Quelques mois avant son suicide en 1963, l’autrice américaine Sylvia Plath convoquait la figure de Méduse dans Medusa, l’un de ses poèmes les plus mystérieux et les plus commentés. Nous avons proposé à trois autrices d'écrire une réponse à ce poème qui serait aussi une vision personnelle et contemporaine du mythe. Ici, celle d’Astrid Haerens : poétesse et autrice belge néerlandophone (Erosie).

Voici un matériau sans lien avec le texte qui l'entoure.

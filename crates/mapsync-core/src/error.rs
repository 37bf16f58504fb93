// Copyright 2025 eraflo
//
// Licensed under the Apache License, Version 2.0 (the "License");
// you may not use this file except in compliance with the License.
// You may obtain a copy of the License at
//
//     http://www.apache.org/licenses/LICENSE-2.0
//
// Unless required by applicable law or agreed to in writing, software
// distributed under the License is distributed on an "AS IS" BASIS,
// WITHOUT WARRANTIES OR CONDITIONS OF ANY KIND, either express or implied.
// See the License for the specific language governing permissions and
// limitations under the License.

//! Defines the error types shared by the engine contract and the resource factories.

use std::fmt;

/// The kind of engine-side resource an operation targeted.
#[derive(Debug, Clone, Copy, PartialEq, Eq, Hash)]
pub enum ResourceKind {
    /// A named data source.
    Source,
    /// A styled layer drawing from a source.
    Layer,
    /// A named sprite image.
    Image,
    /// A positioned marker.
    Marker,
    /// An information popup.
    Popup,
}

impl fmt::Display for ResourceKind {
    fn fmt(&self, f: &mut fmt::Formatter<'_>) -> fmt::Result {
        let name = match self {
            ResourceKind::Source => "source",
            ResourceKind::Layer => "layer",
            ResourceKind::Image => "image",
            ResourceKind::Marker => "marker",
            ResourceKind::Popup => "popup",
        };
        f.write_str(name)
    }
}

/// An operation rejected by the rendering engine.
///
/// Factories catch these at their boundary and convert them into an `Error`
/// status; they never cross into the owning component.
#[derive(Debug, Clone, PartialEq, thiserror::Error)]
pub enum EngineError {
    /// A resource with this id is already registered on the engine.
    #[error("{kind} '{id}' already exists")]
    AlreadyExists {
        /// Kind of the conflicting resource.
        kind: ResourceKind,
        /// The conflicting id.
        id: String,
    },
    /// The referenced resource does not exist on the engine.
    #[error("{kind} '{id}' does not exist")]
    NotFound {
        /// Kind of the missing resource.
        kind: ResourceKind,
        /// The missing id.
        id: String,
    },
    /// The resource description was malformed.
    #[error("invalid {kind} specification for '{id}': {reason}")]
    InvalidSpec {
        /// Kind of the rejected resource.
        kind: ResourceKind,
        /// Id of the rejected resource.
        id: String,
        /// Engine-provided explanation.
        reason: String,
    },
    /// The engine refused the operation for another reason.
    #[error("engine rejected operation: {0}")]
    Rejected(String),
    /// A source was accepted but its data failed to load.
    #[error("failed to load data of source '{id}': {reason}")]
    SourceLoad {
        /// The source id.
        id: String,
        /// Engine-provided explanation.
        reason: String,
    },
    /// An image could not be fetched or decoded.
    #[error("failed to load image from '{url}': {reason}")]
    ImageLoad {
        /// The requested url.
        url: String,
        /// Engine-provided explanation.
        reason: String,
    },
}

/// An error surfaced by a resource factory or the binding configuration.
#[derive(Debug, thiserror::Error)]
pub enum BindingError {
    /// The engine rejected an operation.
    #[error(transparent)]
    Engine(#[from] EngineError),
    /// The resource was removed before it finished becoming ready.
    #[error("{kind} '{id}' was removed before it became ready")]
    Removed {
        /// Kind of the removed resource.
        kind: ResourceKind,
        /// Id of the removed resource.
        id: String,
    },
    /// A zoom range outside `[0, 24]` or with `min >= max`.
    #[error("invalid zoom range [{min}, {max}]")]
    InvalidZoomRange {
        /// Requested minimum zoom.
        min: f64,
        /// Requested maximum zoom.
        max: f64,
    },
    /// The settings file could not be read or written.
    #[error("settings I/O failed: {0}")]
    Io(#[from] std::io::Error),
    /// The settings document could not be parsed or produced.
    #[error("settings are malformed: {0}")]
    Settings(#[from] serde_json::Error),
}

On peut comprendre une culture aux choses ou aux êtres qu’elle 

rejette en tant que monstres hors de ses frontières normatives. 

Oui, on parle de moi

en chuchotant, tu entends

ces murmures farouches ces

tchutchutchu tchutchutchu hmmmmm

autour de ma tête qui roule

tornades de velours de

respirations

hinh hinh hiiiinh

expire

le vent cancanier du large

apporte avec lui

un continuel

bruissement saturé

écoute-les conspirer, soupirer

cribler de leurs rires ma tête

qui roule et roule et entend

toi, maladroite fille-serpent, Méduse
était la femme la plus sexy de l’histoire, un seul regard sur elle
Et tu durcissais instantanément, ha ha ha
es-tu vivante ou es-tu morte, es-tu
un vrai monstre, ha ha ?

autrefois pourtant, je dormais

comme un bébé, bienheureuse

gorgone moiteur viciée croûtes

de chassie au coin des yeux jambes écartées

entre mes sœurs bizarres

enchevêtrement souple de bassins

un tas ondulant, sifflant

peau d’argile chaude et humide

oui, on chuchote à mon propos

des mots lénifiants, affilés comme une lame

tu l’as cherché, Méduse

tu l’as cherché – quinze mains calleuses

ont enserré mes mâchoires crispées

de la salive s’est insinuée et plus encore

ce blanc de l’œil blême

souillée tr tr tr tremblante

et ouverte

je gisais

en étoile de mer

et complètement seule :

 

il s’est enfoncé en tournoyant dans la blessure

de mon bas-ventre

mes intestins qui grondent

ma peau brûlée, poilue

dans ma bouche l’arrière-goût

âpre de l’eau salée

et moi qui continuais de demander

j’étais là, pas vrai, c’est arrivé, pas vrai,

je l’ai cherché, je l’ai cherché,

je l’ai cherché

pas vrai ?

 

regarde là, ma tête qui roule, de plus en plus loin,

dévalant la colline cahoteuse, les bouches se crispent,

spasmes, coups de pied, halètements,

et elle entend

pour pouvoir juger l’auteur de la violence

la plus secrète et la plus intime,

il importe que les faits se soient déroulés

au grand jour et aux yeux de tous –

sinon, nous serons au regret

de devoir te renvoyer chez toi

comme la salope et

la menteuse que tu es

ha ha Méduse, chuut Méduse

sale pute à boches, puante et lubrique

hmmm Méduse, t’

es un monstre

Je suis déjà dur comme la pierre, bébé

Les filles, c’est comme ça

Les filles, c’est comme ça, oh

lilith, carrie, bloody-bloody-mary

britney, malala, frida et anuna

les poils des jambes de Méduse sont-ils de tout petits serpents ?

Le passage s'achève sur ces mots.